-------- Supplied data

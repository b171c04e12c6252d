//! Router tests over mocked repositories

use std::sync::Arc;

use axum::{
    body::{to_bytes, Body},
    http::{header, Request, StatusCode},
    Router,
};
use chrono::{Duration, Utc};
use jsonwebtoken::{encode, Algorithm, EncodingKey, Header};
use serde_json::{json, Value};
use tower::ServiceExt;
use uuid::Uuid;

use keja_core::domain::{Money, Tenant, TenantContact, TenantRecord};
use keja_core::repositories::{
    MockMaintenanceRepository, MockPaymentRepository, MockProfileRepository, MockPropertyRepository,
    MockTenantRepository, MockUnitRepository, RecordedPayment,
};
use keja_shared::config::AppConfig;

use crate::auth::Claims;
use crate::{build_router, AppState, Repositories};

const SECRET: &str = "router-test-secret";

struct Mocks {
    units: MockUnitRepository,
    tenants: MockTenantRepository,
    payments: MockPaymentRepository,
}

impl Mocks {
    fn new() -> Self {
        Self {
            units: MockUnitRepository::new(),
            tenants: MockTenantRepository::new(),
            payments: MockPaymentRepository::new(),
        }
    }

    fn into_router(self) -> Router {
        let config = AppConfig::defaults()
            .unwrap()
            .set_override("database.url", "postgres://localhost/keja_test")
            .unwrap()
            .set_override("auth.jwt_secret", SECRET)
            .unwrap()
            .build()
            .unwrap()
            .try_deserialize::<AppConfig>()
            .unwrap();

        let repos = Repositories {
            properties: Arc::new(MockPropertyRepository::new()),
            units: Arc::new(self.units),
            tenants: Arc::new(self.tenants),
            payments: Arc::new(self.payments),
            maintenance: Arc::new(MockMaintenanceRepository::new()),
            profiles: Arc::new(MockProfileRepository::new()),
        };
        build_router(AppState::new(config, repos, None))
    }
}

fn bearer(user_id: Uuid) -> String {
    let claims = Claims {
        sub: user_id.to_string(),
        exp: (Utc::now() + Duration::hours(1)).timestamp(),
        aud: None,
    };
    let token = encode(&Header::new(Algorithm::HS256), &claims, &EncodingKey::from_secret(SECRET.as_bytes())).unwrap();
    format!("Bearer {}", token)
}

fn tenant_record(rent: i64) -> TenantRecord {
    let tenant = Tenant::new(Uuid::new_v4(), TenantContact::new("Jane Wanjiku", "0712345678").unwrap());
    TenantRecord {
        tenant,
        unit_number: "A1".to_string(),
        rent_amount: Money::new(rent),
        property_id: Uuid::new_v4(),
        property_name: "Sunrise Court".to_string(),
    }
}

async fn json_body(response: axum::response::Response) -> Value {
    let bytes = to_bytes(response.into_body(), usize::MAX).await.unwrap();
    serde_json::from_slice(&bytes).unwrap()
}

fn post_json(uri: &str, auth: &str, body: Value) -> Request<Body> {
    Request::builder()
        .method("POST")
        .uri(uri)
        .header(header::AUTHORIZATION, auth)
        .header(header::CONTENT_TYPE, "application/json")
        .body(Body::from(body.to_string()))
        .unwrap()
}

#[tokio::test]
async fn test_health_needs_no_token() {
    let response = Mocks::new()
        .into_router()
        .oneshot(Request::builder().uri("/health").body(Body::empty()).unwrap())
        .await
        .unwrap();

    assert_eq!(response.status(), StatusCode::OK);
    assert_eq!(json_body(response).await["status"], "healthy");
}

#[tokio::test]
async fn test_readiness_without_database() {
    let response = Mocks::new()
        .into_router()
        .oneshot(Request::builder().uri("/health/ready").body(Body::empty()).unwrap())
        .await
        .unwrap();

    assert_eq!(response.status(), StatusCode::SERVICE_UNAVAILABLE);
}

#[tokio::test]
async fn test_missing_token_is_unauthorized() {
    let response = Mocks::new()
        .into_router()
        .oneshot(Request::builder().uri("/api/v1/payments").body(Body::empty()).unwrap())
        .await
        .unwrap();

    assert_eq!(response.status(), StatusCode::UNAUTHORIZED);
    let body = json_body(response).await;
    assert_eq!(body["success"], false);
    assert_eq!(body["error"]["code"], "UNAUTHORIZED");
}

#[tokio::test]
async fn test_record_payment_returns_new_balance() {
    let owner = Uuid::new_v4();
    let record = tenant_record(15000);
    let tenant_id = record.tenant.id;

    let mut mocks = Mocks::new();
    mocks
        .tenants
        .expect_find_active()
        .withf(move |o, t| *o == owner && *t == tenant_id)
        .returning(move |_, _| Ok(Some(record.clone())));
    mocks.payments.expect_append().times(1).returning(|payment| {
        Ok(RecordedPayment {
            payment: payment.clone(),
            balance: Money::new(payment.amount.amount() - 15000),
        })
    });

    let response = mocks
        .into_router()
        .oneshot(post_json(
            "/api/v1/payments",
            &bearer(owner),
            json!({ "tenant_id": tenant_id, "amount": 5000, "method": "M-Pesa" }),
        ))
        .await
        .unwrap();

    assert_eq!(response.status(), StatusCode::CREATED);
    let body = json_body(response).await;
    assert_eq!(body["success"], true);
    assert_eq!(body["data"]["balance"], -10000);
    assert_eq!(body["data"]["payment"]["method"], "mobile_money");
    assert_eq!(body["meta"]["currency"], "KES");
}

#[tokio::test]
async fn test_payment_history_is_counted() {
    let mut mocks = Mocks::new();
    mocks.payments.expect_list_history().returning(|_| Ok(vec![]));

    let response = mocks
        .into_router()
        .oneshot(
            Request::builder()
                .uri("/api/v1/payments")
                .header(header::AUTHORIZATION, bearer(Uuid::new_v4()))
                .body(Body::empty())
                .unwrap(),
        )
        .await
        .unwrap();

    assert_eq!(response.status(), StatusCode::OK);
    let body = json_body(response).await;
    assert_eq!(body["data"], json!([]));
    assert_eq!(body["meta"], json!({ "count": 0, "currency": "KES" }));
}

#[tokio::test]
async fn test_payment_above_ceiling_is_rejected() {
    let mut mocks = Mocks::new();
    mocks.tenants.expect_find_active().never();
    mocks.payments.expect_append().never();

    let response = mocks
        .into_router()
        .oneshot(post_json(
            "/api/v1/payments",
            &bearer(Uuid::new_v4()),
            json!({ "tenant_id": Uuid::new_v4(), "amount": i64::MAX / 2 + 1, "method": "cash" }),
        ))
        .await
        .unwrap();

    assert_eq!(response.status(), StatusCode::UNPROCESSABLE_ENTITY);
}

#[tokio::test]
async fn test_payment_for_unknown_tenant_is_not_found() {
    let mut mocks = Mocks::new();
    mocks.tenants.expect_find_active().returning(|_, _| Ok(None));
    mocks.payments.expect_append().never();

    let response = mocks
        .into_router()
        .oneshot(post_json(
            "/api/v1/payments",
            &bearer(Uuid::new_v4()),
            json!({ "tenant_id": Uuid::new_v4(), "amount": 5000, "method": "cash" }),
        ))
        .await
        .unwrap();

    assert_eq!(response.status(), StatusCode::NOT_FOUND);
    assert_eq!(json_body(response).await["error"]["code"], "NOT_FOUND");
}

#[tokio::test]
async fn test_invalid_payment_bodies() {
    let auth = bearer(Uuid::new_v4());

    let mut mocks = Mocks::new();
    mocks.payments.expect_append().never();
    let router = mocks.into_router();

    let zero = router
        .clone()
        .oneshot(post_json(
            "/api/v1/payments",
            &auth,
            json!({ "tenant_id": Uuid::new_v4(), "amount": 0, "method": "cash" }),
        ))
        .await
        .unwrap();
    assert_eq!(zero.status(), StatusCode::UNPROCESSABLE_ENTITY);

    let malformed = router
        .oneshot(post_json("/api/v1/payments", &auth, json!({ "amount": "lots" })))
        .await
        .unwrap();
    assert_eq!(malformed.status(), StatusCode::BAD_REQUEST);
}

#[tokio::test]
async fn test_arrears_csv_download() {
    let record = tenant_record(12000);

    let mut mocks = Mocks::new();
    mocks.units.expect_list_by_owner().returning(|_, _| Ok(vec![]));
    mocks
        .tenants
        .expect_list_active_by_owner()
        .returning(move |_| Ok(vec![record.clone()]));
    mocks.payments.expect_list_by_owner().returning(|_| Ok(vec![]));

    let response = mocks
        .into_router()
        .oneshot(
            Request::builder()
                .uri("/api/v1/reports/arrears.csv")
                .header(header::AUTHORIZATION, bearer(Uuid::new_v4()))
                .body(Body::empty())
                .unwrap(),
        )
        .await
        .unwrap();

    assert_eq!(response.status(), StatusCode::OK);
    assert_eq!(response.headers()[header::CONTENT_TYPE], "text/csv; charset=utf-8");
    assert!(response.headers()[header::CONTENT_DISPOSITION]
        .to_str()
        .unwrap()
        .contains("keja_zetu_arrears_report.csv"));

    let bytes = to_bytes(response.into_body(), usize::MAX).await.unwrap();
    assert_eq!(String::from_utf8(bytes.to_vec()).unwrap(), "Name,Unit,Arrears\nJane Wanjiku,A1,12000\n");
}
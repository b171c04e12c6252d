//! # Keja API
//!
//! HTTP handlers, DTOs, the response envelope, bearer-token sessions and the
//! router.

pub mod auth;
pub mod dto;
pub mod error;
pub mod handlers;
pub mod response;
pub mod router;
pub mod state;

pub use error::ApiError;
pub use router::build_router;
pub use state::{AppState, Repositories};

#[cfg(test)]
mod tests;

----------------

▸ **Task statement**: In the material above, find each line containing the word "success" and copy it.

▸ **Task result**:
    assert_eq!(body["success"], false);
    assert_eq!(body["success"], true);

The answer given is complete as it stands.